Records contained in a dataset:
┄┄┄┄┄┄┄┄┄┄
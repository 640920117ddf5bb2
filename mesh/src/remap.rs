//! Generic record deduplication.
//!
//! [`remap`] collapses value-equal records into a canonical list and returns
//! the two tables needed to move between original and canonical indices:
//!
//! - `remap[original] = canonical`
//! - `implementation[canonical] = first original index with that value`
//!
//! The first occurrence always wins, so canonical order follows the order in
//! which distinct values were first seen.

use std::collections::HashMap;
use std::collections::hash_map::Entry;
use std::hash::Hash;

/// Result of a deduplication pass.
#[derive(Debug, Clone, PartialEq, Eq)]
pub struct Remapped<T> {
    /// Unique records in first-seen order.
    pub unique: Vec<T>,
    /// Original index → canonical index (length N).
    pub remap: Vec<u32>,
    /// Canonical index → first original index (length M).
    pub implementation: Vec<u32>,
}

impl<T> Remapped<T> {
    /// Number of canonical records.
    pub fn len(&self) -> usize {
        self.unique.len()
    }

    /// True if there are no records.
    pub fn is_empty(&self) -> bool {
        self.unique.is_empty()
    }

    /// Canonical index for an original index.
    pub fn canonical(&self, original: usize) -> u32 {
        self.remap[original]
    }
}

/// Deduplicate `records`.
///
/// When `deduplicate` is false every record is kept and both tables are the
/// identity.
pub fn remap<T>(records: &[T], deduplicate: bool) -> Remapped<T>
where
    T: Eq + Hash + Clone,
{
    if !deduplicate {
        let identity: Vec<u32> = (0..records.len() as u32).collect();
        return Remapped {
            unique: records.to_vec(),
            remap: identity.clone(),
            implementation: identity,
        };
    }

    let mut seen: HashMap<&T, u32> = HashMap::with_capacity(records.len());
    let mut unique = Vec::new();
    let mut remap = Vec::with_capacity(records.len());
    let mut implementation = Vec::new();

    for (original, record) in records.iter().enumerate() {
        let canonical = match seen.entry(record) {
            Entry::Occupied(entry) => *entry.get(),
            Entry::Vacant(entry) => {
                let canonical = unique.len() as u32;
                entry.insert(canonical);
                unique.push(record.clone());
                implementation.push(original as u32);
                canonical
            }
        };
        remap.push(canonical);
    }

    log::trace!(
        "Remapped {} records to {} unique",
        records.len(),
        unique.len()
    );

    Remapped {
        unique,
        remap,
        implementation,
    }
}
┄┄┄┄┄┄┄┄┄┄
■ Instructions to follow: For each line of the entries that holds the word "collections", pull that line out.

■ Solution for this task:
use std::collections::HashMap;
use std::collections::hash_map::Entry;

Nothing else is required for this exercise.